杏子:あのね、真映。明日は光田高校の入試でしょ? だからさ、練習が終わったら、みんなでまた神社に行かない? 受験生のみんながちゃんと力を出せますように、って。
………………。
再びの、沈黙。
そして。
栞代:……って、ことだからさ。真映、それで我慢しよか。もちろん休んでもええけど。……もし来るなら、神社に寄った帰りに、行けるメンバーだけでラーメンでも行くか?
真映:若頭ぁぁぁ〜〜〜〜〜っっ!!!
(嬉し涙のスタンプが、滝のように、連打される)
この入学試験期間が終われば、すぐに卒業式がやってくる。それはつまり、引退した三年生たちとの特別な、「卒業記念試合」の日が近づいているということ。
今、この時期に、本気で練習を休む気のある部員など一人もいなかった。
だが、真映は真映で、いつもの賑やかな「儀式」が必要だったのだ。そして、それはおそらく、弓道部の全員にとっても、同じことだったのだろう。

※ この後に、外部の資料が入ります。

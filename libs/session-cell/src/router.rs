use axum::{
    routing::{get, post, put},
    Router,
};

use crate::handlers::*;

pub fn create_session_router(state: SessionState) -> Router {
    Router::new()
        .route("/", get(list_sessions))
        .route("/", post(create_session))
        .route("/schedule", get(get_schedule))
        .route("/schedule/navigate", get(navigate_schedule))
        .route("/{id}", get(get_session))
        .route("/{id}", put(update_session))
        .with_state(state)
}
use std::sync::Arc;

use tracing::info;

use patient_cell::handlers::PatientState;
use patient_cell::models::Patient;
use payment_cell::handlers::PaymentState;
use payment_cell::models::Payment;
use record_cell::handlers::RecordState;
use record_cell::models::MedicalRecord;
use session_cell::handlers::SessionState;
use session_cell::models::Session;
use shared_config::AppConfig;
use shared_store::{InMemoryRepository, Repository};

/// Process-wide repositories handed to each cell's router.
pub struct AppState {
    pub patients: PatientState,
    pub sessions: SessionState,
    pub payments: PaymentState,
    pub records: RecordState,
}

impl AppState {
    pub fn new(config: &AppConfig) -> Self {
        let seed = config.seed_demo_data;
        if seed {
            info!("Seeding in-memory repositories with demo data");
        }

        let patients: Arc<dyn Repository<Patient>> = Arc::new(seeded(
            seed,
            patient_cell::demo::demo_patients,
        ));
        let sessions: Arc<dyn Repository<Session>> = Arc::new(seeded(
            seed,
            session_cell::demo::demo_sessions,
        ));
        let payments: Arc<dyn Repository<Payment>> = Arc::new(seeded(
            seed,
            payment_cell::demo::demo_payments,
        ));
        let records: Arc<dyn Repository<MedicalRecord>> = Arc::new(seeded(
            seed,
            record_cell::demo::demo_records,
        ));

        Self {
            patients: PatientState {
                patients: patients.clone(),
            },
            sessions: SessionState {
                sessions,
                patients,
                week_start: config.week_start,
            },
            payments: PaymentState { payments },
            records: RecordState { records },
        }
    }
}

fn seeded<T, F>(seed: bool, demo: F) -> InMemoryRepository<T>
where
    T: shared_store::Entity,
    F: FnOnce() -> Vec<T>,
{
    if seed {
        InMemoryRepository::with_items(demo())
    } else {
        InMemoryRepository::new()
    }
}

冴子:おまえら、ほんっとに楽しそうだな。ま、試合が楽しみだ。
試験初日。
城塚あまつと仙洞寺菓の二人は、それぞれの胸に特別な想いを抱いて、この日を迎えていた。
それは、単なる合格への緊張感ではない。むしろ、憧れのあの人のいる場所へと続く、最初の扉。その扉を、自分の力でこじ開けるのだという、強い衝動。

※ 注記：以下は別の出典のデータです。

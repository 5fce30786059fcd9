//! # Text and Console Formatters
//!
//! [`TextFormatter`] renders a user template such as
//! `"{time} {level@sc} {message} {fields}"`. Recognized placeholders:
//!
//! | placeholder          | output                                         |
//! |----------------------|------------------------------------------------|
//! | `{name}`             | logger name                                    |
//! | `{time}`             | time in the logger's default layout            |
//! | `{time@<strftime>}`  | time in the given layout                       |
//! | `{level}`            | `info`; `@s` short, `@c` capital, `@sc` both   |
//! | `{message}`          | message                                        |
//! | `{caller}`           | caller, empty when not reported                |
//! | `{fields}`           | `k=v` pairs sorted by key                      |
//! | `{stack}`            | stack frames, one per tab-indented line        |
//!
//! Anything else in braces is copied through as literal text.
//!
//! [`ConsoleFormatter`] is a fixed, colored layout for terminals.

use crate::core::error::LogError;
use crate::loggers::fields::fields_to_text;
use crate::loggers::formatter::Formatter;
use crate::loggers::level::Level;
use crate::loggers::record::{Record, check_time_layout};

#[derive(Debug, Clone, Copy, PartialEq, Eq)]
enum LevelStyle {
    Plain,
    Short,
    Capital,
    ShortCapital,
}

impl LevelStyle {
    fn parse(args: &str) -> LevelStyle {
        match args {
            "s" => LevelStyle::Short,
            "c" => LevelStyle::Capital,
            "sc" | "cs" => LevelStyle::ShortCapital,
            _ => LevelStyle::Plain,
        }
    }

    fn render(self, level: Level) -> &'static str {
        match self {
            LevelStyle::Plain => level.as_str(),
            LevelStyle::Short => level.short_str(),
            LevelStyle::Capital => level.capital_str(),
            LevelStyle::ShortCapital => level.short_capital_str(),
        }
    }
}

#[derive(Debug, Clone)]
enum Segment {
    Literal(String),
    Name,
    Time(Option<String>),
    Level(LevelStyle),
    Message,
    Caller,
    Fields,
    Stack,
}

/// Template-driven single-line formatter.
#[derive(Debug, Clone)]
pub struct TextFormatter {
    segments: Vec<Segment>,
    quote: bool,
}

impl TextFormatter {
    /// Compiles `template`. With `quote`, the rendered line is escaped so that
    /// newlines and other invisible characters stay on one line.
    pub fn new(template: &str, quote: bool) -> Result<Self, LogError> {
        let segments = parse_template(template)?;
        if !segments.iter().any(|s| !matches!(s, Segment::Literal(_))) {
            return Err(LogError::InvalidTextTemplate(template.to_string()));
        }
        Ok(Self { segments, quote })
    }

    /// Panicking variant of [`TextFormatter::new`] for static setup.
    pub fn must_new(template: &str, quote: bool) -> Self {
        match Self::new(template, quote) {
            Ok(f) => f,
            Err(err) => panic!("{err}"),
        }
    }

    fn render(&self, record: &Record) -> String {
        let mut out = String::with_capacity(128);
        for segment in &self.segments {
            match segment {
                Segment::Literal(text) => out.push_str(text),
                Segment::Name => out.push_str(record.name()),
                Segment::Time(None) => out.push_str(&record.time_string()),
                Segment::Time(Some(layout)) => {
                    out.push_str(&record.time().format(layout).to_string())
                }
                Segment::Level(style) => out.push_str(style.render(record.level())),
                Segment::Message => out.push_str(record.message()),
                Segment::Caller => out.push_str(record.caller()),
                Segment::Fields => out.push_str(&fields_to_text(record.fields())),
                Segment::Stack => out.push_str(&record.stack().join("\n\t")),
            }
        }
        out
    }
}

impl Formatter for TextFormatter {
    fn format(&self, record: &Record, buf: &mut Vec<u8>) -> Result<(), LogError> {
        let line = self.render(record);
        if self.quote {
            buf.extend_from_slice(quote(&line).as_bytes());
        } else {
            buf.extend_from_slice(line.as_bytes());
        }
        buf.push(b'\n');
        Ok(())
    }
}

/// Escapes `s` like a Rust string literal, without the surrounding quotes.
fn quote(s: &str) -> String {
    let quoted = format!("{s:?}");
    quoted[1..quoted.len() - 1].to_string()
}

fn parse_template(template: &str) -> Result<Vec<Segment>, LogError> {
    let mut segments = Vec::new();
    let mut literal = String::new();
    let mut rest = template;

    while let Some(open) = rest.find('{') {
        literal.push_str(&rest[..open]);
        let after = &rest[open + 1..];
        let placeholder = after
            .find(['{', '}'])
            .filter(|&end| after.as_bytes()[end] == b'}')
            .and_then(|end| parse_placeholder(&after[..end]).map(|p| (end, p)));

        match placeholder {
            Some((end, segment)) => {
                if !literal.is_empty() {
                    segments.push(Segment::Literal(std::mem::take(&mut literal)));
                }
                segments.push(segment?);
                rest = &after[end + 1..];
            }
            None => {
                literal.push('{');
                rest = after;
            }
        }
    }
    literal.push_str(rest);
    if !literal.is_empty() {
        segments.push(Segment::Literal(literal));
    }
    Ok(segments)
}

// Returns None when `inner` is not a placeholder at all.
fn parse_placeholder(inner: &str) -> Option<Result<Segment, LogError>> {
    let (key, args) = match inner.split_once('@') {
        Some((key, args)) => (key, args),
        None => (inner, ""),
    };
    let segment = match key {
        "name" => Segment::Name,
        "time" if args.is_empty() => Segment::Time(None),
        "time" => {
            if let Err(err) = check_time_layout(args) {
                return Some(Err(err));
            }
            Segment::Time(Some(args.to_string()))
        }
        "level" => Segment::Level(LevelStyle::parse(args)),
        "message" => Segment::Message,
        "caller" => Segment::Caller,
        "fields" => Segment::Fields,
        "stack" => Segment::Stack,
        _ => return None,
    };
    Some(Ok(segment))
}

/// Colored layout for interactive terminals:
/// `name [time][LVL] message caller k=v, ...`, followed by one tab-indented
/// line per stack frame.
#[derive(Debug, Clone, Copy, Default)]
pub struct ConsoleFormatter;

impl ConsoleFormatter {
    pub fn new() -> Self {
        ConsoleFormatter
    }
}

impl Formatter for ConsoleFormatter {
    fn format(&self, record: &Record, buf: &mut Vec<u8>) -> Result<(), LogError> {
        let mut out = String::with_capacity(128);
        if !record.name().is_empty() {
            out.push_str(record.name());
            out.push(' ');
        }
        let time = record.time_string();
        if !time.is_empty() {
            out.push('[');
            out.push_str(&time);
            out.push(']');
        }
        out.push('[');
        out.push_str(&record.level().colored_short_capital_str());
        out.push_str("] ");
        out.push_str(record.message());
        if record.has_caller() {
            out.push(' ');
            out.push_str(record.caller());
        }
        if record.has_fields() {
            out.push(' ');
            out.push_str(&fields_to_text(record.fields()));
        }
        for frame in record.stack() {
            out.push_str("\n\t");
            out.push_str(frame);
        }
        out.push('\n');
        buf.extend_from_slice(out.as_bytes());
        Ok(())
    }
}

#[cfg(test)]
mod tests {
    use super::*;
    use crate::loggers::fields::Fields;
    use chrono::{Local, TimeZone};
    use std::sync::Arc;

    fn record() -> Record {
        let mut r = Record::default();
        r.name = Arc::from("svc");
        r.level = Level::WARN;
        r.message = "disk low".into();
        r.time = Local.with_ymd_and_hms(2024, 5, 6, 7, 8, 9).unwrap();
        r.fields = Some(Arc::new(Fields::from_iter([("pct", 91), ("mount", 0)])));
        r
    }

    fn render(f: &dyn Formatter, r: &Record) -> String {
        let mut buf = Vec::new();
        f.format(r, &mut buf).unwrap();
        String::from_utf8(buf).unwrap()
    }

    #[test]
    fn renders_placeholders() {
        let f = TextFormatter::new("{name} {time@%Y/%m/%d} [{level@sc}] {message} {fields}", false)
            .unwrap();
        assert_eq!(render(&f, &record()), "svc 2024/05/06 [WAN] disk low mount=0, pct=91\n");
    }

    #[test]
    fn level_styles() {
        let r = record();
        for (args, want) in [("", "warn"), ("@s", "wan"), ("@c", "WARN"), ("@cs", "WAN")] {
            let f = TextFormatter::new(&format!("{{level{args}}}"), false).unwrap();
            assert_eq!(render(&f, &r), format!("{want}\n"));
        }
    }

    #[test]
    fn unknown_braces_are_literal() {
        let f = TextFormatter::new("{user} {message} {", false).unwrap();
        assert_eq!(render(&f, &record()), "{user} disk low {\n");
    }

    #[test]
    fn template_without_placeholders_is_rejected() {
        assert!(matches!(
            TextFormatter::new("plain text", false),
            Err(LogError::InvalidTextTemplate(_))
        ));
        assert!(matches!(
            TextFormatter::new("{time@%Y-%}", false),
            Err(LogError::InvalidTimeLayout(_))
        ));
    }

    #[test]
    fn quote_keeps_one_line() {
        let f = TextFormatter::new("{message}", true).unwrap();
        let mut r = record();
        r.message = "a\nb\t\"c\"".into();
        assert_eq!(render(&f, &r), "a\\nb\\t\\\"c\\\"\n");
    }

    #[test]
    fn console_layout() {
        let mut r = record();
        r.caller = "main.rs:3".into();
        r.stack = Some(vec!["app::main at src/main.rs:3:5".into()]);
        let out = render(&ConsoleFormatter, &r);
        assert_eq!(
            out,
            format!(
                "svc [{}] disk low main.rs:3 mount=0, pct=91\n\tapp::main at src/main.rs:3:5\n",
                Level::WARN.colored_short_capital_str()
            )
        );
    }
}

二人は、それを、「乗り越えたい壁」と前向きに認識していた。前向きな挑戦。恐れよりも、期待。
その日の筆記試験を終えた時、二人の心には確かな手応えと、明日への期待だけが、残っていた。
そして。
杏子の提案で、光田高校弓道部の面々は、再びあの神社へと足を運んでいた。
(どうか、今日、試験を受けた全ての受験生が、自分の力を出し切れていますように)
杏子は静かにそう祈った。この霊験あらたかな神社は、すでに冴子、沙月、瑠月の、三人の先輩たちの合格を見届けてくれている。

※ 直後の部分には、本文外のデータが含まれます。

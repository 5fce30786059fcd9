use rs_log_ng::Level;
use rs_log_ng::loggers::{all_levels, must_parse_level, parse_level};

#[test]
fn names_round_trip() {
    for level in all_levels() {
        assert!(level.is_valid());
        assert_eq!(parse_level(level.as_str()).unwrap(), level);
        assert_eq!(parse_level(level.capital_str()).unwrap(), level);
        assert_eq!(level.to_string().parse::<Level>().unwrap(), level);
    }
    assert_eq!(parse_level("  WARNING\n").unwrap(), Level::WARN);
    assert_eq!(must_parse_level("Trace"), Level::TRACE);
}

#[test]
fn unknown_names_fail_loudly() {
    let err = parse_level("verbose").unwrap_err();
    assert!(err.to_string().contains("verbose"));
    assert!(parse_level("").is_err());
    assert!(std::panic::catch_unwind(|| must_parse_level("nope")).is_err());
}

#[test]
fn enablement_is_monotonic() {
    let levels = all_levels();
    for (t, threshold) in levels.iter().enumerate() {
        for (c, candidate) in levels.iter().enumerate() {
            assert_eq!(threshold.is_enabled(*candidate), c <= t, "{threshold} vs {candidate}");
        }
    }
    for pair in levels.windows(2) {
        let enabled = |t: Level| levels.iter().filter(|l| t.is_enabled(**l)).count();
        assert!(enabled(pair[1]) > enabled(pair[0]));
    }
}

#[test]
fn invalid_levels_are_unknown_and_disabled() {
    for bits in [0, 3, 128, u32::MAX] {
        let level = Level::from_bits(bits);
        assert!(!level.is_valid());
        assert_eq!(level.as_str(), "unknown");
        assert_eq!(level.short_capital_str(), "UNO");
        assert!(!Level::TRACE.is_enabled(level));
        assert!(!level.is_enabled(Level::PANIC));
    }
}

#[test]
fn short_and_colored_forms() {
    let shorts: Vec<_> = all_levels().iter().map(|l| l.short_str()).collect();
    assert_eq!(shorts, ["pnc", "fat", "err", "wan", "inf", "dbg", "tac"]);
    let colored = Level::ERROR.colored_capital_str();
    assert!(colored.starts_with("\x1b[") && colored.contains("ERROR") && colored.ends_with("\x1b[0m"));
}

#[test]
fn serde_uses_names() {
    assert_eq!(serde_json::to_string(&Level::DEBUG).unwrap(), "\"debug\"");
    let level: Level = serde_json::from_str("\"Fatal\"").unwrap();
    assert_eq!(level, Level::FATAL);
    assert!(serde_json::from_str::<Level>("\"loud\"").is_err());
}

その後は、真映が心待ちにしていた、全員揃ってのラーメンタイムだ。さすがに全員で行こうとすると、近所の名店、というわけにはいかない。少し歩いて、駅前の大きな中華料理屋へと向かった。
特別な味、というわけではない。けれど、仲間たちと一緒にテーブルを囲んで、笑いながら食べるラーメンは、どんな高級料理よりも美味しいものだ。
さて、一方。
試験を終えた、菓とあまつ。初日の緊張が解け、二人の間には同志のような連帯感が生まれていた。明日は面接試験。弓道での圧倒的な実績を持つ二人にとって、それは決して高い壁ではないはずだ。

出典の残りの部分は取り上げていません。